Хотя из бронзы отливались оружие, инструменты и украшения, ввиду недостатка металла большая его часть шла на изготовление ритуальных сосудов для религиозных церемоний. О самых лучших из них выдающийся китаист X. Крил написал, что это почти несомненно самые прекрасные вещи подобного рода в мире; вероятно, это даже самые изысканные предметы, которые человек когда-либо создавал из металла, независимо от времени или места.
Их отличительной чертой является сложное переплетение рельефных линий, некоторые выступают над поверхностью более чем на четверть дюйма, образуя регулярные узоры, а также изображения реальных и вымышленных существ, из которых наиболее характерным является то, что принято называть головой чудовища Таоте – геометрически представленная маска животного, разделенная на две части, каждая из которых формирует очертания других животных, так что, например, ухо может быть телом дракона, которое, в свою очередь, образует часть птицы. Среди сосудов были и чаши для жертвенного вина высотою один фут, и контейнеры на трех ногах, один из которых, предназначавшийся для церемониальных возлияний, назывался чжуи, возможно, в честь птицы, чьи крики, как считалось, означают «Умеренность! Умеренность! Достаточно! Достаточно!»
Шанские мастера, изготавливавшие предметы из бронзы, придумали мехи, чтобы с их помощью поддерживать жар в печах на нужном уровне, когда плавили медь (восемьдесят три процента) и олово (семнадцать процентов). Будущие изделия сначала лепили из воска, который затем покрывали тонкими слоями жидкой глины, точно повторявшей самые тонкие фрагменты узора. Когда слой глины становился достаточно толстым для того, чтобы выдержать обжиг, воск растапливали и выливали наружу, после чего в получившуюся форму заливали расплавленную бронзу. Когда металл остывал, глиняную форму раскалывали и извлекали из нее бронзовое изделие, готовое к полировке и иногда раскрашиванию узора. Как ни просто звучит, технически этот метод до сих пор не превзойден, даже со всеми достижениями XXI века.

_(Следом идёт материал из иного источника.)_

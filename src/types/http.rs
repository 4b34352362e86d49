use serde::Deserialize;
use serde_with::{DefaultOnNull, serde_as};

/// Fields every Waxpeer response carries, decoded before the payload.
#[serde_as]
#[derive(Clone, Debug, Deserialize)]
pub(crate) struct Status {
    #[serde(default)]
    #[serde_as(deserialize_as = "DefaultOnNull")]
    pub success: bool,
    #[serde(default)]
    pub msg: Option<String>,
}

/// Payload of operations whose only interesting field is a count.
#[serde_as]
#[derive(Clone, Copy, Debug, Default, Deserialize)]
pub(crate) struct Count {
    #[serde(default)]
    #[serde_as(deserialize_as = "DefaultOnNull")]
    pub count: u64,
}
/*!
Provides `Client` struct for interacting with the Waxpeer API.

# Examples

Running unauthenticated:
```rust
use waxpeer::client::Client;

let client = Client::new().unwrap();
```

Running authenticated:
```rust,no_run
use waxpeer::client::Client;

#[tokio::main]
async fn main() {
    let client = Client::new().unwrap().login("api-key");

    let user = client.account_information().await.unwrap();
    println!("Logged in as: {} ({} in wallet)", user.name, user.wallet);
}
```
*/

mod client;
mod config;
mod constants;
pub(super) mod http;
pub(super) mod query;
mod utils;

mod account;
mod market;

pub use client::*;
pub use config::ClientConfig;
use crate::client::constants::*;
use crate::client::http::{Method, NoBody, OnFailure, decode};
use crate::client::{Authenticated, Client};
use crate::error::{ApiError, Result};
use crate::types::account::{AccountInformation, AccountInformationResponse, TradelinkInfo};
use crate::types::http::Status;
use crate::types::order::{
    CreatedOrder, EditedOrder, OpenOrder, OpenOrdersResponse, OrderHistory, OrderHistoryResponse,
    PurchaseHistory, PurchaseHistoryResponse, RemovedOrders,
};
use crate::types::request::{
    AccountHistoryConfig, AccountTransferConfig, OrderCreateConfig, OrderEditConfig,
    OrderHistoryConfig, OrderOpenConfig,
};

impl Client<Authenticated> {
    /**
    Fetch the account behind the api key

    # Returns
    Wallet balance, trade link and profile information
    */
    pub async fn account_information(&self) -> Result<AccountInformation> {
        let resp: AccountInformationResponse = self
            .call_api(Method::Get, USER, self.query(), None::<&NoBody>, OnFailure::WrongApiKey)
            .await?;

        Ok(resp.user)
    }

    /**
    Fetch open buy orders

    # Arguments
    - `config`: Name filter (empty for all) and page offset, 100 orders per page

    # Returns
    The accounts open buy orders
    */
    pub async fn open_orders(&self, config: OrderOpenConfig) -> Result<Vec<OpenOrder>> {
        let query = self
            .query()
            .param("name", &config.name)
            .param("skip", config.skip);

        let resp: OpenOrdersResponse = self
            .call_api(Method::Get, BUY_ORDERS, query, None::<&NoBody>, OnFailure::WrongApiKey)
            .await?;

        Ok(resp.offers)
    }

    /**
    Remove buy orders by id

    # Arguments
    - `ids`: At most 50 buy order ids

    # Returns
    Number of removed orders
    */
    pub async fn remove_orders(&self, ids: &[u64]) -> Result<u64> {
        REMOVE_ORDERS_LIMIT.check(ids.len())?;

        let query = self.query().repeated("id", ids);
        let resp: RemovedOrders = self
            .call_api(Method::Get, REMOVE_BUY_ORDER, query, None::<&NoBody>, OnFailure::Message)
            .await?;

        Ok(resp.removed)
    }

    /**
    Remove every open buy order

    The service answers a successful purge with an empty body, which is treated as success.
    */
    pub async fn remove_all_orders(&self) -> Result<()> {
        let bytes = self
            .send(Method::Get, REMOVE_ALL_ORDERS, &self.query(), None::<&NoBody>)
            .await?;
        if bytes.is_empty() {
            return Ok(());
        }

        decode::<Status>(&bytes, OnFailure::WrongApiKey)?;
        Ok(())
    }

    /**
    Fetch buy order history

    # Arguments
    - `config`: Page offset, 50 orders per page
    */
    pub async fn order_history(&self, config: OrderHistoryConfig) -> Result<Vec<OrderHistory>> {
        let query = self.query().param("skip", config.skip);
        let resp: OrderHistoryResponse = self
            .call_api(Method::Get, BUY_ORDER_HISTORY, query, None::<&NoBody>, OnFailure::WrongApiKey)
            .await?;

        Ok(resp.history)
    }

    /**
    Link a Steam Web API key to the account, required for P2P selling

    # Arguments
    - `steam_api_key`: Key from steamcommunity.com/dev/apikey
    */
    pub async fn set_steam_api_key(&self, steam_api_key: &str) -> Result<()> {
        let query = self.query().param("steam_api", steam_api_key);
        let _: Status = self
            .call_api(Method::Get, SET_STEAM_API, query, None::<&NoBody>, OnFailure::Message)
            .await?;

        Ok(())
    }

    /**
    Edit price and amount of a buy order

    # Arguments
    - `config`: Order id with the new (or unchanged) price and amount, sent as JSON

    # Returns
    The order as stored after the edit
    */
    pub async fn edit_order(&self, config: OrderEditConfig) -> Result<EditedOrder> {
        self.call_api(Method::Post, EDIT_BUY_ORDER, self.query(), Some(&config), OnFailure::Message)
            .await
    }

    /**
    Create a buy order

    # Arguments
    - `config`: Item name, max price per item and amount

    # Returns
    The new order id and how many items were bought straight away
    */
    pub async fn create_order(&self, config: OrderCreateConfig) -> Result<CreatedOrder> {
        let query = self
            .query()
            .param("name", &config.name)
            .param("price", config.price)
            .param("amount", config.amount);

        self.call_api(Method::Post, CREATE_BUY_ORDER, query, None::<&NoBody>, OnFailure::Message)
            .await
    }

    /**
    Set the Steam trade link of the account

    # Arguments
    - `tradelink`: ex: `https://steamcommunity.com/tradeoffer/new/?partner=111&token=abc`
    */
    pub async fn set_tradelink(&self, tradelink: &str) -> Result<TradelinkInfo> {
        let query = self.query().param("tradelink", tradelink);
        self.call_api(Method::Post, CHANGE_TRADELINK, query, None::<&NoBody>, OnFailure::WrongApiKey)
            .await
    }

    /**
    Send funds to another Waxpeer user

    # Arguments
    - `config`: Receiving Steam id and amount

    # Returns
    - `ApiError::SteamIdNotFound` when the service answers with something other than JSON,
      which it does for unknown receivers
    */
    pub async fn transfer(&self, config: AccountTransferConfig) -> Result<()> {
        let query = self
            .query()
            .param("steam_id", config.steam_id)
            .param("amount", config.amount);

        let bytes = self
            .send(Method::Post, TRANSFER_MONEY, &query, None::<&NoBody>)
            .await?;
        let status: Status =
            serde_json::from_slice(&bytes).map_err(|_| ApiError::SteamIdNotFound)?;
        if !status.success {
            return Err(ApiError::Service(status.msg.unwrap_or_default()));
        }

        Ok(())
    }

    /**
    Fetch recent purchases delivered to a trade link

    # Arguments
    - `config`: Partner and token of the receiving trade link, page offset (50 per page)
    */
    pub async fn purchase_history(&self, config: AccountHistoryConfig) -> Result<Vec<PurchaseHistory>> {
        let query = self
            .query()
            .param("partner", &config.partner)
            .param("token", &config.token)
            .param("skip", config.skip);

        let resp: PurchaseHistoryResponse = self
            .call_api(Method::Get, HISTORY, query, None::<&NoBody>, OnFailure::WrongApiKey)
            .await?;

        Ok(resp.history)
    }
}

Один специалист по древнему искусству столь невысокого мнения о китайской бронзе, что, по его собственным словам, скорее украсил бы свой дом старой кухонной плитой. На самом деле, чтобы оценить эти произведения искусства по достоинству, жителям Запада требуется выработать в себе особый вкус. Как писал Крил: «Только постепенно приходишь к пониманию, что эти животные и узоры, которые кажутся нам гротескными, имеют вполне определенное значение… По мере того как человек видит больше и узоры становятся ему знакомыми, он начинает ценить непревзойденное мастерство создателей этих шедевров».
Маска Таоте. Узор эпохи Шан-Инь
Высокая стоимость бронзовых сосудов делала их надежным капиталовложением в условиях, когда основной формой товарообмена являлся бартер. Раковины каури, в связках по десять штук, служили в качестве примитивной валюты, но их единственным источником было устье Хуанхэ, расположенное в пятистах милях к востоку. В результате при обмене чаще использовались такие товары, как зерно и шелк, но поскольку общины по большей части все еще были самодостаточными, торговля между ними едва началась.
Лучшие бронзовые изделия в Великом городе Шан хоронили вместе с мертвыми, особенно теми из них, кто принадлежал к царской семье. Огромное кладбище расположено в одной миле к северу от города. Тела заворачивались в циновки, и то, что человек брал с собою в загробную жизнь, зависело от его социального статуса: если простолюдина мог сопровождать простой топор или несколько гончарных изделий, то захоронение правителя часто представляло собой настоящую сокровищницу, наполненную прекрасной белой керамикой, огромными мраморными скульптурами, бронзовыми сосудами высотою в два фута и сотнями шлемов.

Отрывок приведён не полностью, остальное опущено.